Rationale: It is well established that hypoxic ischemic injury induces cytotoxic edema as neurons swell due to the accumulation of water and sodium and potassium chloride salts.  In vitro data indicate that the chloride accumulation induced by hypoxia-ischemia is progressive in both mature and developing neurons.  This progressive chloride accumulation erodes inhibition by changing the direction of the GABAergic membrane currents that sub-serve synaptic inhibition. Consistent with these processes, seizures become gradually more prevalent over the first 24 hours after human neonatal injury and resistant to GABAergic anticonvulsant such as phenobarbital.  Cation-chloride cotransporters (CCCs) expressed at the blood-brain-barrier and the neuronal membrane facilitate neuronal chloride accumulation after injury. Combining these key results, we hypothesize that early limitation of neuronal chloride uptake preserves GABAergic inhibition and improves the anticonvulsive action of phenobarbital in the neonatal brain.  _x000D_
Methods: High-resolution two-photon fluorescence imaging and non-invasive extracellular field potential recordings were performed in the CA3 and CA1 hippocampal areas in the intact preparation in vitro from neonatal mice expressing the Cl^- sensitive fluorescent protein Clomeleon. Spontaneous neuronal network activity, cell type-specific Cl^- accumulation and GABA action were compared under conditions in which NKCC1 inhibitor bumetanide and GABAergic anticonvulsant phenobarbital were applied immediately after oxygen-glucose deprivation (OGD) vs after seizure-like activity was manifested. 

Results::As previously demonstrated (AES-2021), after a transient period of OGD all intact hippocampi developed spontaneous periodic interictal- and ictal-like epileptiform discharges (PEDs). We report now that: (1) early and sustained bumetanide exposure after OGD significantly delayed the onset and reduced the frequency and power of PEDs; (2) early and sustained application of phenobarbital failed to prevent or abolish OGD-induced recurrent seizures; (3) early and sustained application of bumetanide in combination with phenobarbital more efficiently reduced the rate of neuronal chloride accumulation, preserved the net inhibitory action of GABA and prevented PEDs.    
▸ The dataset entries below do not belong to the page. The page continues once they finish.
use std::error::Error as StdError;

use tracing::{error, info};

/// Message shown while an action is in flight.
pub const BUSY_MESSAGE: &str = "Processing your request...";

/// Fire-and-forget sink for busy indication and diagnostics.
pub trait ProgressSink: Send + Sync {
    fn show_busy(&self, message: &str);
    fn clear_busy(&self);
    fn log_error(&self, context: &str, error: &(dyn StdError + 'static));
}

/// Shows the busy indicator on creation and clears it exactly once on drop,
/// whichever way the surrounding scope exits.
#[must_use = "dropping the guard clears the busy indicator immediately"]
pub struct BusyGuard<'a> {
    sink: &'a dyn ProgressSink,
}

impl<'a> BusyGuard<'a> {
    pub fn show(sink: &'a dyn ProgressSink, message: &str) -> Self {
        sink.show_busy(message);
        Self { sink }
    }
}

impl Drop for BusyGuard<'_> {
    fn drop(&mut self) {
        self.sink.clear_busy();
    }
}

/// Emits progress and diagnostics as `tracing` events.
#[derive(Debug, Clone, Copy, Default)]
pub struct TracingProgress;

impl ProgressSink for TracingProgress {
    fn show_busy(&self, message: &str) {
        info!(message, "busy");
    }

    fn clear_busy(&self) {
        info!("idle");
    }

    fn log_error(&self, context: &str, err: &(dyn StdError + 'static)) {
        let mut causes = Vec::new();
        let mut source = err.source();
        while let Some(cause) = source {
            causes.push(cause.to_string());
            source = cause.source();
        }
        error!(context, error = %err, ?causes, "action failed");
    }
}

#[cfg(test)]
mod tests {
    use super::*;
    use std::sync::Mutex;

    #[derive(Default)]
    struct RecordingSink {
        events: Mutex<Vec<String>>,
    }

    impl ProgressSink for RecordingSink {
        fn show_busy(&self, message: &str) {
            self.events.lock().unwrap().push(format!("show:{message}"));
        }

        fn clear_busy(&self) {
            self.events.lock().unwrap().push("clear".into());
        }

        fn log_error(&self, context: &str, _error: &(dyn StdError + 'static)) {
            self.events.lock().unwrap().push(format!("error:{context}"));
        }
    }

    fn guarded(sink: &RecordingSink, fail: bool) -> Result<(), std::fmt::Error> {
        let _busy = BusyGuard::show(sink, BUSY_MESSAGE);
        if fail {
            return Err(std::fmt::Error);
        }
        Ok(())
    }

    #[test]
    fn guard_clears_on_every_exit_path() {
        let sink = RecordingSink::default();
        guarded(&sink, false).unwrap();
        guarded(&sink, true).unwrap_err();
        let events = sink.events.lock().unwrap().clone();
        assert_eq!(
            events,
            vec![
                format!("show:{BUSY_MESSAGE}"),
                "clear".to_string(),
                format!("show:{BUSY_MESSAGE}"),
                "clear".to_string(),
            ]
        );
    }

    #[test]
    fn guard_clears_on_unwind() {
        let sink = RecordingSink::default();
        let result = std::panic::catch_unwind(std::panic::AssertUnwindSafe(|| {
            let _busy = BusyGuard::show(&sink, "panicking");
            panic!("boom");
        }));
        assert!(result.is_err());
        assert_eq!(sink.events.lock().unwrap().last().unwrap(), "clear");
    }
}
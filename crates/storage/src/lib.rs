//! Record-store adapters that satisfy the domain `RecordStore` trait.
//!
//! `SeaOrmRecordStore` keeps the database backend swappable (SQLite by
//! default, PostgreSQL via feature flag); `WebApiRecordStore` talks to an
//! OData-style HTTP record API.

mod entity;
mod migration;
mod record_store;
mod web_api;

use std::sync::Arc;

use endpoint_relay_domain::storage::{RecordStore, StorageError, StorageResult};
use migration::run_migrations;
use sea_orm::{Database, DatabaseConnection};

pub use web_api::WebApiRecordStore;

/// SeaORM-backed record store over the configuration tables.
#[derive(Clone)]
pub struct SeaOrmRecordStore {
    db: Arc<DatabaseConnection>,
}

impl SeaOrmRecordStore {
    /// Connects to the provided database URL and ensures the schema is present.
    pub async fn connect(database_url: &str) -> StorageResult<Self> {
        let db = Database::connect(database_url)
            .await
            .map_err(StorageError::from_source)?;
        run_migrations(&db).await?;
        Ok(Self { db: Arc::new(db) })
    }

    pub fn connection(&self) -> &DatabaseConnection {
        self.db.as_ref()
    }
}

/// Picks the adapter from the URL scheme: `http(s)://` goes to the Web API
/// store, anything else is handed to SeaORM.
pub async fn connect_record_store(
    url: &str,
    token: Option<&str>,
) -> StorageResult<Arc<dyn RecordStore>> {
    if url.starts_with("http://") || url.starts_with("https://") {
        let store = WebApiRecordStore::new(url, token.map(str::to_string))?;
        return Ok(Arc::new(store));
    }

    let store = SeaOrmRecordStore::connect(url).await?;
    Ok(Arc::new(store))
}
Conclusions: Our results demonstrate that early block of ongoing neuronal chloride uptake is superior to late block of chloride uptake as measured by control of epileptiform discharges during recovery from OGD.  This has direct implications for the timing of clinical interventions such as bumetanide for neonatal seizures.  Early inhibition of NKCC1 transport by bumetanide enables the anticonvulsive action of phenobarbital in immature brain exposed to OGD.  Our new data validate that early inhibition of neuronal chloride uptake is a uniquely effective anticonvulsant strategy for control of neonatal seizures.

Funding: Research reported in this abstract was supported by the National Institute of Neurological Disorders and Stroke of the National Institutes of Health under Award Number R01NS120973.